Des ventes plus difficiles
Du côté des réseaux spécialisés dans le haut de gamme et le luxe, on sent bien évidemment aussi que le vent a tourné mais les conséquences sont nettement moins fortes pour le moment. «Nous vivons une période de rééquilibrage des rapports de forces entre vendeurs et acheteurs comme nous en avons connu d’autres par le passé., analyse sobrement Charles-Marie Jottras, président du réseau Daniel Féau. La période d’un marché très chaud, très dynamique où les vendeurs ne se penchaient que sur les offres au prix est derrière nous.» Sur ce qu’il considère comme des biens «normaux» sur son marché, à savoir des appartements familiaux se vendant entre 1 et 2,5 millions d’euros, état courant, pas d’étage élevé, ni vue, ni espace extérieur, les ventes sont plus difficiles, certains acquéreurs préférant parfois attendre des conditions de marché plus favorables. «L’intérêt pour ces produits est toujours là, tempère-t-il. Et comme c’est un marché structurellement de pénurie, l’impact sur les prix reste limité. En revanche les biens rares, de grande qualité ou exceptionnels sont toujours très recherchés.». D’autant que les étrangers, les Américains en tête, sont de retour, mais aussi des populations habituellement moins présentes comme les Chinois et les Israéliens. Des éléments qui ont poussé le volume d’affaires du réseau Daniel Féau, fin avril, à 50 % au-delà de ce qu’il était avant la crise du Covid (avec quelques agences supplémentaires, il est vrai).
De son côté, Sébastien Kuperfis, à la tête du réseau Junot, enregistre des tendances assez comparables. «Au premier trimestre, sur les offres acceptées, nous notons une baisse moyenne de 5 %, explique-t-il. Et comme les biens d’exception ne baissent pas, cela signifie que pour d’autres, la correction est supérieure à ce chiffre.»
Tension locative
À Paris, il relève que le 10e arrondissement, qui avait beaucoup grimpé, est plus sensible que d’autres au nouvel environnement économique et financier.
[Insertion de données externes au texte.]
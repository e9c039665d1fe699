//! Execution of a compiled artifact.

use super::process::supervise;
use super::{LineSink, ProcessOutcome};
use crate::errors::ExecutionError;
use std::collections::HashMap;
use std::path::Path;
use std::time::Duration;
use tokio::process::Command;
use tokio_util::sync::CancellationToken;

#[derive(Debug, Clone, Default)]
pub struct Runner {
    environment: HashMap<String, String>,
}

impl Runner {
    /// `environment` is layered over the inherited process environment.
    pub fn new(environment: HashMap<String, String>) -> Self {
        Self { environment }
    }

    /// Run `artifact` inside `workspace`, streaming its output to `sink`.
    ///
    /// Returns the exit code of a process that terminated on its own, whatever
    /// its value. Deadline expiry and cancellation kill the process and are
    /// reported as errors carrying the code observed after the kill.
    pub async fn run<S: LineSink + ?Sized>(
        &self,
        artifact: &Path,
        workspace: &Path,
        deadline: Duration,
        cancel: &CancellationToken,
        sink: &mut S,
    ) -> Result<i32, ExecutionError> {
        let mut command = Command::new(artifact);
        command.current_dir(workspace).envs(&self.environment);

        log::debug!("Running {}", artifact.display());

        let outcome = supervise(command, deadline, cancel, sink)
            .await
            .map_err(|e| {
                ExecutionError::UnexpectedFault(format!(
                    "Failed to launch {}: {}",
                    artifact.display(),
                    e
                ))
            })?;

        match outcome {
            ProcessOutcome::Exited { exit_code } => Ok(exit_code),
            ProcessOutcome::TimedOut { exit_code } => Err(ExecutionError::ExecutionTimeout {
                after: deadline,
                exit_code,
            }),
            ProcessOutcome::Cancelled { exit_code } => Err(ExecutionError::Cancelled { exit_code }),
        }
    }
}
Là où les prix dans les 16e et 7e et même le 9e arrondissement bougent encore peu, les acheteurs du 10e s’enhardissent à réclamer des corrections jusqu’à 10 %. Mais, surtout, à l’image de nombreux autres professionnels, il alerte sur les difficultés du marché locatif. «Nous avons un nombre grandissant d’appartements locatifs qui partent à la vente tandis que les préavis de départ des locataires sont en chute de 50 % par rapport à l’an dernier. Dès qu’un bien est disponible à la location, il part immédiatement.» Une analyse que partage Loïc Cantin, de la Fnaim, soulignant que les investisseurs locatifs sont victimes d’un effet ciseau avec des taux de rendement qui sont souvent plus faibles que les taux d’intérêt.